Work request: The word to look for is "SuiteReport". Report every line of the entries below that has it.

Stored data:
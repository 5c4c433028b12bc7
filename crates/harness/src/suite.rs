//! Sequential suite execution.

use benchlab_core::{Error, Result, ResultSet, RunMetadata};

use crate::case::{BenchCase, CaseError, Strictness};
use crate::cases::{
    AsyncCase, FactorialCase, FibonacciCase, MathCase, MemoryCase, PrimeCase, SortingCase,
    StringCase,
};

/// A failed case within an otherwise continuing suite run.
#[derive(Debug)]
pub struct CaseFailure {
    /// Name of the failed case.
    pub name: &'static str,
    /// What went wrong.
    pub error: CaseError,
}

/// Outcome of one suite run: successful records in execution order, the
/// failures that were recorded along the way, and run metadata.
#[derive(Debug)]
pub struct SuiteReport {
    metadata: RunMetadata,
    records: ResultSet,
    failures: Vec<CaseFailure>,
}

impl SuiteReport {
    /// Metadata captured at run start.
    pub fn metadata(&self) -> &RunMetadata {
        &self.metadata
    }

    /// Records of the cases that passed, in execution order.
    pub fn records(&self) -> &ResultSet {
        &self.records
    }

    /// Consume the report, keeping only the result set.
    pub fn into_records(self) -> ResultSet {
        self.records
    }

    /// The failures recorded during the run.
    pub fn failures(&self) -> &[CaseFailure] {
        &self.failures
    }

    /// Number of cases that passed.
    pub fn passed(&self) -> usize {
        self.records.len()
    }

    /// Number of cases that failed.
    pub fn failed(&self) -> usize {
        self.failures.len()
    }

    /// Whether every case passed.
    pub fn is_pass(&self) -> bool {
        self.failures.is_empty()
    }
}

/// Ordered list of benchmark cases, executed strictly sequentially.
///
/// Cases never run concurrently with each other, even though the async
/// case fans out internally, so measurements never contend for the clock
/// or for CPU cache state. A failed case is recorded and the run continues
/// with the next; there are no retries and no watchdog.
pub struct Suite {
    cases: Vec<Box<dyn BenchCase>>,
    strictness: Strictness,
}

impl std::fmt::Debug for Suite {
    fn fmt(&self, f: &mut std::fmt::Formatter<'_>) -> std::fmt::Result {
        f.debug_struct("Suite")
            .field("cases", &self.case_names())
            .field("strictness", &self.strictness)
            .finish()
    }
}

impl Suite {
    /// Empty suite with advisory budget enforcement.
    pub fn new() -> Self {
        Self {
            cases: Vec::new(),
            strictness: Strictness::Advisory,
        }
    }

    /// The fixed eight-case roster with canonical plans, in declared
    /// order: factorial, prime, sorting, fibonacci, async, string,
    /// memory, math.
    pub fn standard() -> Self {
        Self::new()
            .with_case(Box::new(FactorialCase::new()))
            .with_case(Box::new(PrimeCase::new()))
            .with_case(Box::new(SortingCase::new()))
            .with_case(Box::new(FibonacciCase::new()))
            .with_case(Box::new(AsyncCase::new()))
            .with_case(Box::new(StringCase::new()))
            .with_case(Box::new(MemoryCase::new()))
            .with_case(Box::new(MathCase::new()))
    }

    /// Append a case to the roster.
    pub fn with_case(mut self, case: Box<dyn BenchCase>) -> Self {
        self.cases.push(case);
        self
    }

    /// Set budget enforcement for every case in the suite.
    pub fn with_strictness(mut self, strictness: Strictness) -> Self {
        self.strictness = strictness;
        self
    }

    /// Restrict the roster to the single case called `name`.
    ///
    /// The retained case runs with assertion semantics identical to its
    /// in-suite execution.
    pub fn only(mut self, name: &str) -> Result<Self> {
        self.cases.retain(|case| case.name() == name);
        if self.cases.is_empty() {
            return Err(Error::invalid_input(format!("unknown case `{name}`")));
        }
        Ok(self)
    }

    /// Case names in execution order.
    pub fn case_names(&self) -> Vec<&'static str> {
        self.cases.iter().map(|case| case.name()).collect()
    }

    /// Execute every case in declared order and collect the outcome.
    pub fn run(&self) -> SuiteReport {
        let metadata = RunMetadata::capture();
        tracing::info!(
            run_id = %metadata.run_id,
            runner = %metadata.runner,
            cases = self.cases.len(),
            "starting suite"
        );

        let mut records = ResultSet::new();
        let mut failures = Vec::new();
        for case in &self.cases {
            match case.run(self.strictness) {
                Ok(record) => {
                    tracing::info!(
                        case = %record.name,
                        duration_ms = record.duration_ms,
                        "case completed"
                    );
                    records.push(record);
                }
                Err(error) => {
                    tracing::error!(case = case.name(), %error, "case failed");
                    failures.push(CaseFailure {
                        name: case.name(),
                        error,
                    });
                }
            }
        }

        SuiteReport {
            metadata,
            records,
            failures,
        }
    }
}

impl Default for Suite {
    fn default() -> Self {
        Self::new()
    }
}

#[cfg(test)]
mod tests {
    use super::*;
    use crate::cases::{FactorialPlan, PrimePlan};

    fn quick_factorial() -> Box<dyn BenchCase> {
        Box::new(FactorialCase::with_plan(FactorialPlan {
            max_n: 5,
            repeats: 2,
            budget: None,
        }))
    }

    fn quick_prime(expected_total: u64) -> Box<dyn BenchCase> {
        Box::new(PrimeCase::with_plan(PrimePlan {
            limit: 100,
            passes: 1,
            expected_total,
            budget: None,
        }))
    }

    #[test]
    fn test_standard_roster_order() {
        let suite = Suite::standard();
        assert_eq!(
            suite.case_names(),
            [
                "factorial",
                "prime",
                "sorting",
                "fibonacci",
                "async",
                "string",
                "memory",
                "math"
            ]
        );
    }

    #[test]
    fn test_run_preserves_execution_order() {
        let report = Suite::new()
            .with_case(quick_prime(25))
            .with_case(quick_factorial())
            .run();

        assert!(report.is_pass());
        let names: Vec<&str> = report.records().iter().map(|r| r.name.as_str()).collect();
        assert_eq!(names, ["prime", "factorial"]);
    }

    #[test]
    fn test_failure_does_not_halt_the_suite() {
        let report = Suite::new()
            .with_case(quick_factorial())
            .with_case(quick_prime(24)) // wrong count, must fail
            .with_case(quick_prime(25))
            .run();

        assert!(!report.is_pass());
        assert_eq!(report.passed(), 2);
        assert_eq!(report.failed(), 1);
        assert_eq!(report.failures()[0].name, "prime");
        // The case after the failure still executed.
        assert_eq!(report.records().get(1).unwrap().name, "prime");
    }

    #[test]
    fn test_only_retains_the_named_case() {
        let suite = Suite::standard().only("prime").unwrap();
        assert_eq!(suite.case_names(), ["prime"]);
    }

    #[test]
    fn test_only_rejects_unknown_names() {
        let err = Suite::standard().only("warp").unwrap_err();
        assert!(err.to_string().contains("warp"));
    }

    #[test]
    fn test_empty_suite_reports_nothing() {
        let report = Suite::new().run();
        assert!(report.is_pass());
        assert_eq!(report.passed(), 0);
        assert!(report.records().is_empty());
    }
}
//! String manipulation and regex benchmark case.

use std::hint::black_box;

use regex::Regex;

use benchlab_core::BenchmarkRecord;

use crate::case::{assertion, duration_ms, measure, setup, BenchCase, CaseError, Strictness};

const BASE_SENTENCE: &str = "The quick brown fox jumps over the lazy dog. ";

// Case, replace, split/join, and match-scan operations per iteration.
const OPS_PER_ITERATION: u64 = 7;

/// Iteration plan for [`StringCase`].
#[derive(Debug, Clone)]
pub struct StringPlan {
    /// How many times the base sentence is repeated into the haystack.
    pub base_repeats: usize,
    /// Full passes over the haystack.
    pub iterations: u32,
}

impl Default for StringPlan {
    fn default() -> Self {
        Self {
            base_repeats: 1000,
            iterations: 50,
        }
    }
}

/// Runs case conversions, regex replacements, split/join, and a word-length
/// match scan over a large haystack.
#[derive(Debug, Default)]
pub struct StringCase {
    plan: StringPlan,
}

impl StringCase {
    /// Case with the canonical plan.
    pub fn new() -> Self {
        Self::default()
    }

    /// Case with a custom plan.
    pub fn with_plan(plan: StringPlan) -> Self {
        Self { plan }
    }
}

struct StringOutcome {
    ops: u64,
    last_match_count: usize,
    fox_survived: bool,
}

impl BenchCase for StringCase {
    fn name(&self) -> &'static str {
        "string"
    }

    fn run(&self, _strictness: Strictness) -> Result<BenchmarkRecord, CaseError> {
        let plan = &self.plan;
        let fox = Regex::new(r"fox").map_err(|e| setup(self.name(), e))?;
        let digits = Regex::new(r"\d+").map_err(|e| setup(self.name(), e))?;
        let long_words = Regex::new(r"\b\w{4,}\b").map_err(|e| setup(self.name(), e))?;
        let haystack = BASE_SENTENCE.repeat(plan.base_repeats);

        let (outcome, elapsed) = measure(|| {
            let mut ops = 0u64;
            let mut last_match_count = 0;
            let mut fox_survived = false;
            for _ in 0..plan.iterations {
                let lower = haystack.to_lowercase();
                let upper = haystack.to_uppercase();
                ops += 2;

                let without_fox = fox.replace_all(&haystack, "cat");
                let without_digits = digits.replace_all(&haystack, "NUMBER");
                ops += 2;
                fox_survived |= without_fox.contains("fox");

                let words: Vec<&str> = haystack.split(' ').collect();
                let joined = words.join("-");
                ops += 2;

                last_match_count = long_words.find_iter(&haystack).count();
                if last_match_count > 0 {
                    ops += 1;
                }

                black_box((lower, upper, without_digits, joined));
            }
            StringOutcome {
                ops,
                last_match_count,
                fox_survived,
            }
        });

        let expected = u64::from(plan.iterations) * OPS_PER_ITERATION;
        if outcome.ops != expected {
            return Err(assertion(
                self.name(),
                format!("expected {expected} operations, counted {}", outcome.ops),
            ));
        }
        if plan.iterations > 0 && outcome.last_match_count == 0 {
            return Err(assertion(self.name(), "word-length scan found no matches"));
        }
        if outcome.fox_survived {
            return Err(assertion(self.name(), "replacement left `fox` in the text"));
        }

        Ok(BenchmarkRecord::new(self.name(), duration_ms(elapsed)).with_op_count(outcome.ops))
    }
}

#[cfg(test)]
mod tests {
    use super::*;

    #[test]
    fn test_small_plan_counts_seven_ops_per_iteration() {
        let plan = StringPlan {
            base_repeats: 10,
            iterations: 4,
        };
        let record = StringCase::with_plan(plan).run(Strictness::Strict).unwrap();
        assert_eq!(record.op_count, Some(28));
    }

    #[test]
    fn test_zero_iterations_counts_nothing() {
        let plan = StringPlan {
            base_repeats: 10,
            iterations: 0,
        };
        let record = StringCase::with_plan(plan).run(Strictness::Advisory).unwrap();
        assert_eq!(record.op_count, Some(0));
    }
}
==
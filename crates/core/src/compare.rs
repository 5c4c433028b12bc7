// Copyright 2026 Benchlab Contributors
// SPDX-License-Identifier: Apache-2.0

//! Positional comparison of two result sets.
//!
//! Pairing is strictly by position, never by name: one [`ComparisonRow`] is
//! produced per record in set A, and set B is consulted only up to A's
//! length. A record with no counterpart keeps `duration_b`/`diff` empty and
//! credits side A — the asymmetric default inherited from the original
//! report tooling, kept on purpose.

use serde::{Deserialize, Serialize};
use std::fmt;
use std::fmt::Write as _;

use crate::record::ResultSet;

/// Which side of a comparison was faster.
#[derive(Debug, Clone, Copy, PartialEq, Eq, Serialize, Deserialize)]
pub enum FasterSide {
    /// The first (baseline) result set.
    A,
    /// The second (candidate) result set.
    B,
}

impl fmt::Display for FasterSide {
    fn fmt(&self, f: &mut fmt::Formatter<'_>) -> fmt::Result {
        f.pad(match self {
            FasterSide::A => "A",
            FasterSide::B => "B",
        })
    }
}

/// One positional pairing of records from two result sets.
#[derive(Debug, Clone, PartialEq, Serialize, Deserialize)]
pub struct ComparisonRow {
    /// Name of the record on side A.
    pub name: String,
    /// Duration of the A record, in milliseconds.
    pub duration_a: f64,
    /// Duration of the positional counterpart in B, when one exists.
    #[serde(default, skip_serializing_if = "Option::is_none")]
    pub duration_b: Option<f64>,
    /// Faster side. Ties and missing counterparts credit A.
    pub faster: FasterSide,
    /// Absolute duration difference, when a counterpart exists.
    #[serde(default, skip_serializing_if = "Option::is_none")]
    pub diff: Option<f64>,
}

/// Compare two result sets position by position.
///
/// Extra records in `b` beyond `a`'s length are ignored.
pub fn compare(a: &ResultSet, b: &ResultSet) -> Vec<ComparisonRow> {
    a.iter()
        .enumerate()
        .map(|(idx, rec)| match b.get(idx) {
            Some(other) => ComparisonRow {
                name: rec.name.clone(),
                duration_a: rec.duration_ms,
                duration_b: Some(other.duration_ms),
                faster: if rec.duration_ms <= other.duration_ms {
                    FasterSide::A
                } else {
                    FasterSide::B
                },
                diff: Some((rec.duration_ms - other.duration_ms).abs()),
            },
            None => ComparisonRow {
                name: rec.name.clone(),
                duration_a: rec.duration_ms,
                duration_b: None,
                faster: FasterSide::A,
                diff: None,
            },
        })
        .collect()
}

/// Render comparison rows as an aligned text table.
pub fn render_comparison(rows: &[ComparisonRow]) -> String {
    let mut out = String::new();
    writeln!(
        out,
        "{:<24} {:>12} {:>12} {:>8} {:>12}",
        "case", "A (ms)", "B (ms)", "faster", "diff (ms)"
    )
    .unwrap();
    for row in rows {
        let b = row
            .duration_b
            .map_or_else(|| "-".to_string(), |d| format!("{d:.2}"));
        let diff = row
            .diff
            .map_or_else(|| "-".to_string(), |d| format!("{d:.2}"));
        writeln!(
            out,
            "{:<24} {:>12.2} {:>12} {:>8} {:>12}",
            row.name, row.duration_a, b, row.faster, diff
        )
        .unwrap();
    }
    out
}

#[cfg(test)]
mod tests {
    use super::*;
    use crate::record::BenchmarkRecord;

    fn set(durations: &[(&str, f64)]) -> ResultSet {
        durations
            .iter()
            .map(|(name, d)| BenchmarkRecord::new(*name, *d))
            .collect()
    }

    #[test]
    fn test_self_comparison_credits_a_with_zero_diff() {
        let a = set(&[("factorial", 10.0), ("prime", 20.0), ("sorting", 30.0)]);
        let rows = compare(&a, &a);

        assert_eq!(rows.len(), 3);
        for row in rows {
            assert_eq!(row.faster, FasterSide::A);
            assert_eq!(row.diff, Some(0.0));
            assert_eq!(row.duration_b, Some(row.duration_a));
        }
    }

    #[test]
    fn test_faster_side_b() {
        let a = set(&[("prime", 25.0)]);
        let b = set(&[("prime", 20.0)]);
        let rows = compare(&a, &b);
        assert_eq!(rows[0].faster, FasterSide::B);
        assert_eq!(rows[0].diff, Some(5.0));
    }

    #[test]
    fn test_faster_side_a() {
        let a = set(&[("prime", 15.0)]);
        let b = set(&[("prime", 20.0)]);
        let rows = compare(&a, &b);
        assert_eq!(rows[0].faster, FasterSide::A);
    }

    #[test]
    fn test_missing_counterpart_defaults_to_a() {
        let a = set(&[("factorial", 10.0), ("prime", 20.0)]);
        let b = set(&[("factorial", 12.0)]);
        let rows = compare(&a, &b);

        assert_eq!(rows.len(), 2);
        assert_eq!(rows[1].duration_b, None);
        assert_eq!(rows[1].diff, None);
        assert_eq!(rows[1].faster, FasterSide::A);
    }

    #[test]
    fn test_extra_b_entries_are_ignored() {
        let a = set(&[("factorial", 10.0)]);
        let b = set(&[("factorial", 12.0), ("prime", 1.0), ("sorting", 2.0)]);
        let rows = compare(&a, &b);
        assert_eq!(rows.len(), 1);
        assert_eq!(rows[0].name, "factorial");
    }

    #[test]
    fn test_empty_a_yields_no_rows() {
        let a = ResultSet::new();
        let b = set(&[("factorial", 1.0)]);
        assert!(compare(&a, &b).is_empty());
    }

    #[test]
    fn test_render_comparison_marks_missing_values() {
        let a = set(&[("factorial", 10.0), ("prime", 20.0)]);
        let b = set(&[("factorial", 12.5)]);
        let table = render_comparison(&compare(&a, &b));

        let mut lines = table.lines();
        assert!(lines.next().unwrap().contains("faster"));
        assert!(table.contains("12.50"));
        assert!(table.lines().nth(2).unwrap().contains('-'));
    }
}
--
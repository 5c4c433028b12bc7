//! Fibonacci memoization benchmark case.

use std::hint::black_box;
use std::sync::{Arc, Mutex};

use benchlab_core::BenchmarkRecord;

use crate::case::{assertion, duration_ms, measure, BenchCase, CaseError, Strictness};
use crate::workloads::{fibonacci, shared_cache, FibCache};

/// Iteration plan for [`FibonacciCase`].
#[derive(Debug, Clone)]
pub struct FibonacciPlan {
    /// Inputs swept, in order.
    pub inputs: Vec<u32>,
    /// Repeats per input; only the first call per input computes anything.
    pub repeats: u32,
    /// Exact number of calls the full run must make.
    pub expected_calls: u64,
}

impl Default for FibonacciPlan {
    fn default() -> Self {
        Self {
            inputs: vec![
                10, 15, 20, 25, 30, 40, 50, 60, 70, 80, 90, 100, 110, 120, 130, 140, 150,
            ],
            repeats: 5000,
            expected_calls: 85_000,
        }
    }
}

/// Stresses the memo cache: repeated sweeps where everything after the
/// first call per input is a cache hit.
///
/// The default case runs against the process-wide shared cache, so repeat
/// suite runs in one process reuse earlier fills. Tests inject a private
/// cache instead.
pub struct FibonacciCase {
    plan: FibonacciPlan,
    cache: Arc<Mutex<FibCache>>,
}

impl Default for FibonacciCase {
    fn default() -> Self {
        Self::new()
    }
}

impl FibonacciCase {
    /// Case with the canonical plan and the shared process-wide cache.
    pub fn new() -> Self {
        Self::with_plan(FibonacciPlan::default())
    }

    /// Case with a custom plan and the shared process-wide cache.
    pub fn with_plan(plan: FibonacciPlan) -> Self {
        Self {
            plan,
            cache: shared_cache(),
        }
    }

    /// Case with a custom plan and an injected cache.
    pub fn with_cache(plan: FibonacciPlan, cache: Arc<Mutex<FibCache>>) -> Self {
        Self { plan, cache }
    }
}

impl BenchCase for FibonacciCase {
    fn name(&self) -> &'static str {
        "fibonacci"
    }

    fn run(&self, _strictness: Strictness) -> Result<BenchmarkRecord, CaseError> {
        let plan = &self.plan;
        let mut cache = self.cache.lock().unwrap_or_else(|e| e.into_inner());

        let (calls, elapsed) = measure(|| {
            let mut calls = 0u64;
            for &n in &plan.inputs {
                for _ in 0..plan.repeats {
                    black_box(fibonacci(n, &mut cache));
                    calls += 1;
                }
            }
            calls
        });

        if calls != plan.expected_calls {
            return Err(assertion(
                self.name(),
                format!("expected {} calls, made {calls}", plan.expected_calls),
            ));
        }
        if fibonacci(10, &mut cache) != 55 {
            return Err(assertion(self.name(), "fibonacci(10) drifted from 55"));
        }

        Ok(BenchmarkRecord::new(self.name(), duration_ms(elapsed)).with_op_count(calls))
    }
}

Solution for this problem:
pub struct SuiteReport {
impl SuiteReport {
    pub fn run(&self) -> SuiteReport {
        SuiteReport {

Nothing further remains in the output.